Once you reach the line containing "synthesis file outputs." in the entries below, write out that line and each one after it down to the line containing "pub struct LimitsConfig", exactly and with nothing added.

_____

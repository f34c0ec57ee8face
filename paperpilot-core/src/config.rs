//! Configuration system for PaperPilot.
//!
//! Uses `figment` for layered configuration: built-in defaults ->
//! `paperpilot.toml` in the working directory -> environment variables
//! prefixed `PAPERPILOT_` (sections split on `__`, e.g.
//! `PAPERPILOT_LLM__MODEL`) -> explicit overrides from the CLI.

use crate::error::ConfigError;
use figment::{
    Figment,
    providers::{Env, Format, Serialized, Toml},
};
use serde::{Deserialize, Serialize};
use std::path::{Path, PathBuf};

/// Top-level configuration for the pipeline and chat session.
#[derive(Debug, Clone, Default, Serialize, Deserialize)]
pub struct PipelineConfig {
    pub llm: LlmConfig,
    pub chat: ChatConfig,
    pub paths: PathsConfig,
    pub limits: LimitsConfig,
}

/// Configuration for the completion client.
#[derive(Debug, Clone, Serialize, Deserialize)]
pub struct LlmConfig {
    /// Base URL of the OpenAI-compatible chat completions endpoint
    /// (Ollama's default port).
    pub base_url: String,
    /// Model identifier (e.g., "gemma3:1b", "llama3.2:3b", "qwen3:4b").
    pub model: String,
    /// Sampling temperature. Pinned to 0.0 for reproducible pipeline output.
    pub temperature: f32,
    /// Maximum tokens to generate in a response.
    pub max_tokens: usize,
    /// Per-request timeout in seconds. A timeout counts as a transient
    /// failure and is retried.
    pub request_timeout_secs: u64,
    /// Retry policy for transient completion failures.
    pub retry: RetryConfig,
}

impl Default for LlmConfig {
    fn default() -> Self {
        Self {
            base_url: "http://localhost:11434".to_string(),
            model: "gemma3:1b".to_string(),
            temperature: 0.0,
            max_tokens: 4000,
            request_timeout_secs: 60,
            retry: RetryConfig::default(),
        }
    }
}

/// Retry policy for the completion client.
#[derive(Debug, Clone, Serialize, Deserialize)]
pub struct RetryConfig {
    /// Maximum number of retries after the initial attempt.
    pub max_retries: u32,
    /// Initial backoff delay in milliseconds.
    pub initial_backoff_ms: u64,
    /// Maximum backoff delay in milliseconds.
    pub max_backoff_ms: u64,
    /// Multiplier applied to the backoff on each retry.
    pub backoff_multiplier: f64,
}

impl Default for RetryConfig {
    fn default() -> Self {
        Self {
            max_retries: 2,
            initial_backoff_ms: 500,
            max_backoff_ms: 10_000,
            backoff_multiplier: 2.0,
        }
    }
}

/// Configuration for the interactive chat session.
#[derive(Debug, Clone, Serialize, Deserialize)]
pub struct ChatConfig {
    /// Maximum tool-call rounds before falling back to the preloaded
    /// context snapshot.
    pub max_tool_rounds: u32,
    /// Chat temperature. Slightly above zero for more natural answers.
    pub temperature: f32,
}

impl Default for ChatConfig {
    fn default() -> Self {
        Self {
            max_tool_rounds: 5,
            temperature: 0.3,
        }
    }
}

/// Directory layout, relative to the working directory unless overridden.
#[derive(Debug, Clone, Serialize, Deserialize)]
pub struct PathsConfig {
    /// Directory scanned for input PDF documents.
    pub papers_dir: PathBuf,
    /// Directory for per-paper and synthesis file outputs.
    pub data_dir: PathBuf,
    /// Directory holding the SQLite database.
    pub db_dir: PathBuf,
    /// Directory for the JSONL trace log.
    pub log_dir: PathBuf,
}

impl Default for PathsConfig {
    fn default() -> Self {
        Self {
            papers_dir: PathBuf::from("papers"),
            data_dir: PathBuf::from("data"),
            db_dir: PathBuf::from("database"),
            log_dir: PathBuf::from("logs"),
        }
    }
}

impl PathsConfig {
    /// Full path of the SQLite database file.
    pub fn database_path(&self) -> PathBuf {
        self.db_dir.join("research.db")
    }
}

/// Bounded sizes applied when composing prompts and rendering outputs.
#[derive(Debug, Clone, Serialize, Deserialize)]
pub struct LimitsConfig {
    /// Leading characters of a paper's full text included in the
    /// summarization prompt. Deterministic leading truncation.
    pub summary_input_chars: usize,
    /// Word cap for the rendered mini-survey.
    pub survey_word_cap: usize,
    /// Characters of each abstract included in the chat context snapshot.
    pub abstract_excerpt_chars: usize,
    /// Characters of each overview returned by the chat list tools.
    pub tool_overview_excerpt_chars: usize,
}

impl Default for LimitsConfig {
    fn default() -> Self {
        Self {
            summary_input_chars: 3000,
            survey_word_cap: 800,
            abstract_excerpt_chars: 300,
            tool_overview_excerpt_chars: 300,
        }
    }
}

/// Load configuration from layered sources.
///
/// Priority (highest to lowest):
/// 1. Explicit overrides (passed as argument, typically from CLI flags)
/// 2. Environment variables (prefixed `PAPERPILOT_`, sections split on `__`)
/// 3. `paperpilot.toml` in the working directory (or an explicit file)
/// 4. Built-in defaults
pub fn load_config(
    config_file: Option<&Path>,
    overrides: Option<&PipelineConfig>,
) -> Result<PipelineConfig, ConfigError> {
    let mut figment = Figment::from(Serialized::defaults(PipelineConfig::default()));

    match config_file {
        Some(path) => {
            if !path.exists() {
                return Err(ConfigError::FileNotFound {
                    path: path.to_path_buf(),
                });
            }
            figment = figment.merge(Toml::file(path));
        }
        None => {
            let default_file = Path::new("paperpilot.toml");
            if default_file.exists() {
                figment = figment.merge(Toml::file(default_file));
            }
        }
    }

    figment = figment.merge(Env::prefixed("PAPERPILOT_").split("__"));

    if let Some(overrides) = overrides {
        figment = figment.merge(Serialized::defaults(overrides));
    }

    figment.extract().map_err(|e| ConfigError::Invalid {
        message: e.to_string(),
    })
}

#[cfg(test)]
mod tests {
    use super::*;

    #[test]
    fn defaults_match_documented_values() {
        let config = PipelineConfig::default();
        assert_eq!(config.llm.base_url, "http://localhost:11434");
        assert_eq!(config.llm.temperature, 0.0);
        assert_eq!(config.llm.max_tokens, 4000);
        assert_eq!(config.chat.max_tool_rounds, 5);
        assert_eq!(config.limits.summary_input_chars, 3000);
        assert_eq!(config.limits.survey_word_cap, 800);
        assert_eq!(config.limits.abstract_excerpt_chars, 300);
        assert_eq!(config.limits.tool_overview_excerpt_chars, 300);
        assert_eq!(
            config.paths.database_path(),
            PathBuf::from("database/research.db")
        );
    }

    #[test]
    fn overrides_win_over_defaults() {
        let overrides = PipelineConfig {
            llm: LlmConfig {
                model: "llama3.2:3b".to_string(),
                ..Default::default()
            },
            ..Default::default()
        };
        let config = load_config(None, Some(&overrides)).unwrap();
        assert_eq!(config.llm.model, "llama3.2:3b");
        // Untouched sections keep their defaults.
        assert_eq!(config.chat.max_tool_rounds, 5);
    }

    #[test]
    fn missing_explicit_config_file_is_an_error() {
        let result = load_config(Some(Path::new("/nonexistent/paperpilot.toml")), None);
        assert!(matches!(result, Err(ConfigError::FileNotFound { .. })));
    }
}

_____

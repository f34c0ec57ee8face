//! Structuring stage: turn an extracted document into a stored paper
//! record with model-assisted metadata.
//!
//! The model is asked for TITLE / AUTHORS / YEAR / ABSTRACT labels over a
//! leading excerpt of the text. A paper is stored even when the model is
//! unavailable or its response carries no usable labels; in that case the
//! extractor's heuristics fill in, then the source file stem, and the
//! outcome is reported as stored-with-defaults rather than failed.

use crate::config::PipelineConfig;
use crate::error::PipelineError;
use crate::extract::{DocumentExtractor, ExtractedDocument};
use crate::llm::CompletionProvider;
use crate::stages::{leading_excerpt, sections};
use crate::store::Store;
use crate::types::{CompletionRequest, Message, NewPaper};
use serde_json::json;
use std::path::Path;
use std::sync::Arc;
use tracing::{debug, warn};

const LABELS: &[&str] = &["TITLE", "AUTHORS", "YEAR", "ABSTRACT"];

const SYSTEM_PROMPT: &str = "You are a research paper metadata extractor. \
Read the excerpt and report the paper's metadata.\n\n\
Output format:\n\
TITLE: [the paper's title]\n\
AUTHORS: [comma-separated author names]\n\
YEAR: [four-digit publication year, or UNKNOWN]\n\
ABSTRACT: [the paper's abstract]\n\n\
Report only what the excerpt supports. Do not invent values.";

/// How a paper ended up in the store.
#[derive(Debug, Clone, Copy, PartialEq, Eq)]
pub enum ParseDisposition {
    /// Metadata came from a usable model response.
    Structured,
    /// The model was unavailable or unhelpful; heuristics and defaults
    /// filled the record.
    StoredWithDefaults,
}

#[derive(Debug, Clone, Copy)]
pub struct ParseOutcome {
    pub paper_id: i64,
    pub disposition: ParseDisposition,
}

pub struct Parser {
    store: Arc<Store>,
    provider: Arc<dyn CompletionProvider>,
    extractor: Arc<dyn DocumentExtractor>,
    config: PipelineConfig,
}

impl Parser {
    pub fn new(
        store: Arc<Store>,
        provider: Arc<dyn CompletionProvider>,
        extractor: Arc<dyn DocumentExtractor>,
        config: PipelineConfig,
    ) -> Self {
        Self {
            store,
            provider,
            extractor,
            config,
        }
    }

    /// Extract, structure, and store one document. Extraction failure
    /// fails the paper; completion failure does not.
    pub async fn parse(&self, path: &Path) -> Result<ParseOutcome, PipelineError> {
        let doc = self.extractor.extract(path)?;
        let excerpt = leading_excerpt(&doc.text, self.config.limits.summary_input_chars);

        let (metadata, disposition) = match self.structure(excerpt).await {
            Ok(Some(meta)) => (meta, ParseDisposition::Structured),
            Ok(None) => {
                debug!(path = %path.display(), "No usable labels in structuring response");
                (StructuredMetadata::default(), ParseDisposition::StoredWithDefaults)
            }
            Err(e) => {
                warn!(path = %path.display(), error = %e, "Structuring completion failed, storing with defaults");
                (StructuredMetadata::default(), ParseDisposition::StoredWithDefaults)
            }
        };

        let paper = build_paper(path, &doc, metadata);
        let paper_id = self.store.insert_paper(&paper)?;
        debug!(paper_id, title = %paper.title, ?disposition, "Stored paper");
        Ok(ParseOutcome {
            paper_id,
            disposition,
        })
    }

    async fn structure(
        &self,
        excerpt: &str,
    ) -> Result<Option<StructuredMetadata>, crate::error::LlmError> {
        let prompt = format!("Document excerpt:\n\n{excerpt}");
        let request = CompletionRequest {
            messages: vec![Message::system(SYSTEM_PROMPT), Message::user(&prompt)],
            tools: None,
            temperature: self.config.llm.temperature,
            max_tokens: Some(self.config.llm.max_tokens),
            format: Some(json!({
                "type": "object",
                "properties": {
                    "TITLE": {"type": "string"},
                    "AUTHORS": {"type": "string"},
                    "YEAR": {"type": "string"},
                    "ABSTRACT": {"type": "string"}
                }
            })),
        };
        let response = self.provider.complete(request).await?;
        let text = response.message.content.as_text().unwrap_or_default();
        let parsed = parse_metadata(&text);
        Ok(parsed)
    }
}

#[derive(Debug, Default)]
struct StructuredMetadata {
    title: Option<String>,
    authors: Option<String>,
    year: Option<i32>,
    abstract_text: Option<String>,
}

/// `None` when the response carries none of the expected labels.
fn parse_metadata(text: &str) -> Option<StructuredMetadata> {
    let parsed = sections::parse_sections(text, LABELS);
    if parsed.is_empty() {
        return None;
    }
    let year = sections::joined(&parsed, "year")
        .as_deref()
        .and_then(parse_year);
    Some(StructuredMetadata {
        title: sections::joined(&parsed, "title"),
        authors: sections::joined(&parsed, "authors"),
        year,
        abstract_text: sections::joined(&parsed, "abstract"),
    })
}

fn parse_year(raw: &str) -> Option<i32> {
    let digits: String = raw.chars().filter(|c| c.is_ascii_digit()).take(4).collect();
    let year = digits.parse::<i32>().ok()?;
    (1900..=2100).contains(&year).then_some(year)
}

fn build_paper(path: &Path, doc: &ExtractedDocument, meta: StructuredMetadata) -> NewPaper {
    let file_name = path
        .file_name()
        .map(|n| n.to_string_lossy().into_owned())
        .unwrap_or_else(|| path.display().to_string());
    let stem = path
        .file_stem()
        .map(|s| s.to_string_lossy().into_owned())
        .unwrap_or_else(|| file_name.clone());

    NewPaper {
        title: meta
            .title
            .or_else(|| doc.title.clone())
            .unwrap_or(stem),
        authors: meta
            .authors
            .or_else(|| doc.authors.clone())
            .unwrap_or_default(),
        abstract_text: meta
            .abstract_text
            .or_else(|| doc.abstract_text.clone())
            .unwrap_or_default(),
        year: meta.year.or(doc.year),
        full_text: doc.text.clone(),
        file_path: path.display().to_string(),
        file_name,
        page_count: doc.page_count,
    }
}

_____

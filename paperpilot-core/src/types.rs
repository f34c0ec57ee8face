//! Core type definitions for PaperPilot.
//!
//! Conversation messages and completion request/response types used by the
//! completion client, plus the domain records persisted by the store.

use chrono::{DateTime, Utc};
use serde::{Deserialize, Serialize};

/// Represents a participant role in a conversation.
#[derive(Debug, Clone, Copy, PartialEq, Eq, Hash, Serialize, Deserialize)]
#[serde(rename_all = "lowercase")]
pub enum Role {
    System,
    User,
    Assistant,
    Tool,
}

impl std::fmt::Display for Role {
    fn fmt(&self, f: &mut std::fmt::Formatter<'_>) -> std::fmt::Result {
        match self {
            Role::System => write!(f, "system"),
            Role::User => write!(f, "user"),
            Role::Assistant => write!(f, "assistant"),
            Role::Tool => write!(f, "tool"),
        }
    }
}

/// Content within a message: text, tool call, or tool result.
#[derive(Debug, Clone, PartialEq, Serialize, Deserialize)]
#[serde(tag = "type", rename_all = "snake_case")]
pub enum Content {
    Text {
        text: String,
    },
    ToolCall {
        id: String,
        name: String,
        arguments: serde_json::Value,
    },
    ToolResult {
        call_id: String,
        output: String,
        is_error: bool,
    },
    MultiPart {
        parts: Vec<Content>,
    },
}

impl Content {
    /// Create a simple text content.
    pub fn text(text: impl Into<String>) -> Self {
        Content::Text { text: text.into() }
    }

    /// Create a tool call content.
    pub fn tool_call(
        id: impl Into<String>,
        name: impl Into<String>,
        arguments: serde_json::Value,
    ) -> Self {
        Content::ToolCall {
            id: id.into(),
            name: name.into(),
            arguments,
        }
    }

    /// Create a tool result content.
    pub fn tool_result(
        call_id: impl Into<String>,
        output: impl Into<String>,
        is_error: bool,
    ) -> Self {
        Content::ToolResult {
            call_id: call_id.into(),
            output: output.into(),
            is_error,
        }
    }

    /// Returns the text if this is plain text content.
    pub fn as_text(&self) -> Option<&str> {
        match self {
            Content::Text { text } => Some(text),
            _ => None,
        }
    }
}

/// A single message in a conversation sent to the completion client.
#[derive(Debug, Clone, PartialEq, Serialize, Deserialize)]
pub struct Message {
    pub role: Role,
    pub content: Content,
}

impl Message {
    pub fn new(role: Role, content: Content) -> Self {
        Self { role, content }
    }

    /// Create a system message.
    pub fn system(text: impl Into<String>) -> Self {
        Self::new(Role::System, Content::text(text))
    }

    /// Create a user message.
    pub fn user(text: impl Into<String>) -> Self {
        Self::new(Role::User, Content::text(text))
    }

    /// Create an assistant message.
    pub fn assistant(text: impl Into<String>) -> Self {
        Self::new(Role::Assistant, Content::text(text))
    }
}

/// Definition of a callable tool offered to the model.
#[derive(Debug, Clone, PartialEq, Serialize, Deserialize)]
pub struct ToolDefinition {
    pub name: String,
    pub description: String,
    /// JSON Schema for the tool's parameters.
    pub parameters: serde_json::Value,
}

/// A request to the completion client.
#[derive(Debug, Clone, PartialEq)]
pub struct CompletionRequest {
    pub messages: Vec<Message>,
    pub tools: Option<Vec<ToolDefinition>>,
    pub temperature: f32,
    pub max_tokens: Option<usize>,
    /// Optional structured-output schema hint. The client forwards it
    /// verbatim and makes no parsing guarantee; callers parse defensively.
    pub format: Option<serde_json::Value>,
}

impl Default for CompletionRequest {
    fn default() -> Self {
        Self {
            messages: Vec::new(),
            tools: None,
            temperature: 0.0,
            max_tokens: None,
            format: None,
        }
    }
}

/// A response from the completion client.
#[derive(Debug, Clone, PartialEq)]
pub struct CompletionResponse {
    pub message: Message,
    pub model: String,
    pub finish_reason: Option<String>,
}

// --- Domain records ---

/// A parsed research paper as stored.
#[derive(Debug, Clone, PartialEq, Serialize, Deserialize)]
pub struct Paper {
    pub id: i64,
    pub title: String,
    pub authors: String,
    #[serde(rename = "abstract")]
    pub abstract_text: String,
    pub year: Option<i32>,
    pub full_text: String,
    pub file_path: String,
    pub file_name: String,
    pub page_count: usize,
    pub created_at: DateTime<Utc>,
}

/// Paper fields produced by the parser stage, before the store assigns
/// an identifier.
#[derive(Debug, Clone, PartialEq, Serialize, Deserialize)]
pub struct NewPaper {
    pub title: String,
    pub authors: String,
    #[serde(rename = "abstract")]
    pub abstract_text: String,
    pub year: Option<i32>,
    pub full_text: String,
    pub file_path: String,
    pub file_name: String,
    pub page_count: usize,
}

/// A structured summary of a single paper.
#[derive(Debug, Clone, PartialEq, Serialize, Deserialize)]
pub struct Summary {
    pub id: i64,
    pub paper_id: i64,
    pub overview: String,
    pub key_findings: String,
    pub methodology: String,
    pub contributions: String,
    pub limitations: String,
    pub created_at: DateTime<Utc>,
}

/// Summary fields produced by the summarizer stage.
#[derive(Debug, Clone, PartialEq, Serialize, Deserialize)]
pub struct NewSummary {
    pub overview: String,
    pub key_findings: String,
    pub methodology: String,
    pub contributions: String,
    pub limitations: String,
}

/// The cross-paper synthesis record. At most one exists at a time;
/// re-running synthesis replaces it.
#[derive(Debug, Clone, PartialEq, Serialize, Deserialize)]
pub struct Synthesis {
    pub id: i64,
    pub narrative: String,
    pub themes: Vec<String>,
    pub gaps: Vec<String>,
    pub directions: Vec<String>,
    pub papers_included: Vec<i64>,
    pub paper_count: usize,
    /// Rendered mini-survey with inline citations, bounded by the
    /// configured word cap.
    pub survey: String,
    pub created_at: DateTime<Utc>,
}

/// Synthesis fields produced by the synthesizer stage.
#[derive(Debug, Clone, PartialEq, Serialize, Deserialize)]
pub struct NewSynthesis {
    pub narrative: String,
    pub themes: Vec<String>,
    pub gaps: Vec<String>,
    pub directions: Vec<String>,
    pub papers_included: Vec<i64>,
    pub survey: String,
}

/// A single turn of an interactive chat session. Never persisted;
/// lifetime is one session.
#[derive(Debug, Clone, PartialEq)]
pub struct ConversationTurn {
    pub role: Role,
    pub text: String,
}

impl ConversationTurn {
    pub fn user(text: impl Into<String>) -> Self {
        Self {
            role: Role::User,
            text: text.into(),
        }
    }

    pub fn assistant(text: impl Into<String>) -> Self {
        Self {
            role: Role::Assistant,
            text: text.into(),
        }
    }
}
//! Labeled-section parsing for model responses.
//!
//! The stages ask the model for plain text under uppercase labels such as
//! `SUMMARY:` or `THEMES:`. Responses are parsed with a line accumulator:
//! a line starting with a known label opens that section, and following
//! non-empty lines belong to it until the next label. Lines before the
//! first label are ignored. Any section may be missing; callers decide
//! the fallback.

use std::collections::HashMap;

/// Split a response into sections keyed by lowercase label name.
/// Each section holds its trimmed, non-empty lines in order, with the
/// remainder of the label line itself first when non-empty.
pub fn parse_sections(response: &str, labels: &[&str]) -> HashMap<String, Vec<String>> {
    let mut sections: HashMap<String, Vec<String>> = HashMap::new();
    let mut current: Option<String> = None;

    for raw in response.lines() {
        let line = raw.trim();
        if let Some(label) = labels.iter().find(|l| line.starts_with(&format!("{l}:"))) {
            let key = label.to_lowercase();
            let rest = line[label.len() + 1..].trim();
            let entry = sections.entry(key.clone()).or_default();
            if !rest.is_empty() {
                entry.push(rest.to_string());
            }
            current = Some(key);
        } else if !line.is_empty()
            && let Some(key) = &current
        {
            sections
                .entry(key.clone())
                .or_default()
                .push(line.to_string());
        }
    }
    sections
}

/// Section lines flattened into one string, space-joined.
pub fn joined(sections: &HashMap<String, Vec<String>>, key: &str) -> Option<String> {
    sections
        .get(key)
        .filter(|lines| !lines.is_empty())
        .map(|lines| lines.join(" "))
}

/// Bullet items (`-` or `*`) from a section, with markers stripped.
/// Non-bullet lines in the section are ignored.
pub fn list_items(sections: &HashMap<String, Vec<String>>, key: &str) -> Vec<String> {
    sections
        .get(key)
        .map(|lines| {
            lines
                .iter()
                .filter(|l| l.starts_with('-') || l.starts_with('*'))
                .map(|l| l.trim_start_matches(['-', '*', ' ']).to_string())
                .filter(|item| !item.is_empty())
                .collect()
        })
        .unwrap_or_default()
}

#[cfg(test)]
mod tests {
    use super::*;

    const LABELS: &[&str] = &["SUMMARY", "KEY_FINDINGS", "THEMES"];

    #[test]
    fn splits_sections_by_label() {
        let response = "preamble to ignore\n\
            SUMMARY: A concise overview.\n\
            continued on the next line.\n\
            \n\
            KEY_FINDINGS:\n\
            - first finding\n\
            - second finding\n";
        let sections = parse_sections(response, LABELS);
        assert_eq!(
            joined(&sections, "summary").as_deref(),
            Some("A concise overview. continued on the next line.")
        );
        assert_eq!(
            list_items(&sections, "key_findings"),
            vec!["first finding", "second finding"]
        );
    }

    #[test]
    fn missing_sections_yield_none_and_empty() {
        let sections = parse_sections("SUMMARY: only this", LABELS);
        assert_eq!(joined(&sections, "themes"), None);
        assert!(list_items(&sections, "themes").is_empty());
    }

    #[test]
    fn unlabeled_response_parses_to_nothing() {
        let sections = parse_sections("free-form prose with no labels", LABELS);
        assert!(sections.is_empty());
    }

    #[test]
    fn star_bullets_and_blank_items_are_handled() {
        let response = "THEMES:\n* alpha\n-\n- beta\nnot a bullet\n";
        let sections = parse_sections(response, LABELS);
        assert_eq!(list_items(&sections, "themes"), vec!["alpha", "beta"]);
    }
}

_____

> Response:
    /// Directory for per-paper and synthesis file outputs.
    pub data_dir: PathBuf,
    /// Directory holding the SQLite database.
    pub db_dir: PathBuf,
    /// Directory for the JSONL trace log.
    pub log_dir: PathBuf,
}

impl Default for PathsConfig {
    fn default() -> Self {
        Self {
            papers_dir: PathBuf::from("papers"),
            data_dir: PathBuf::from("data"),
            db_dir: PathBuf::from("database"),
            log_dir: PathBuf::from("logs"),
        }
    }
}

impl PathsConfig {
    /// Full path of the SQLite database file.
    pub fn database_path(&self) -> PathBuf {
        self.db_dir.join("research.db")
    }
}

/// Bounded sizes applied when composing prompts and rendering outputs.
#[derive(Debug, Clone, Serialize, Deserialize)]
pub struct LimitsConfig {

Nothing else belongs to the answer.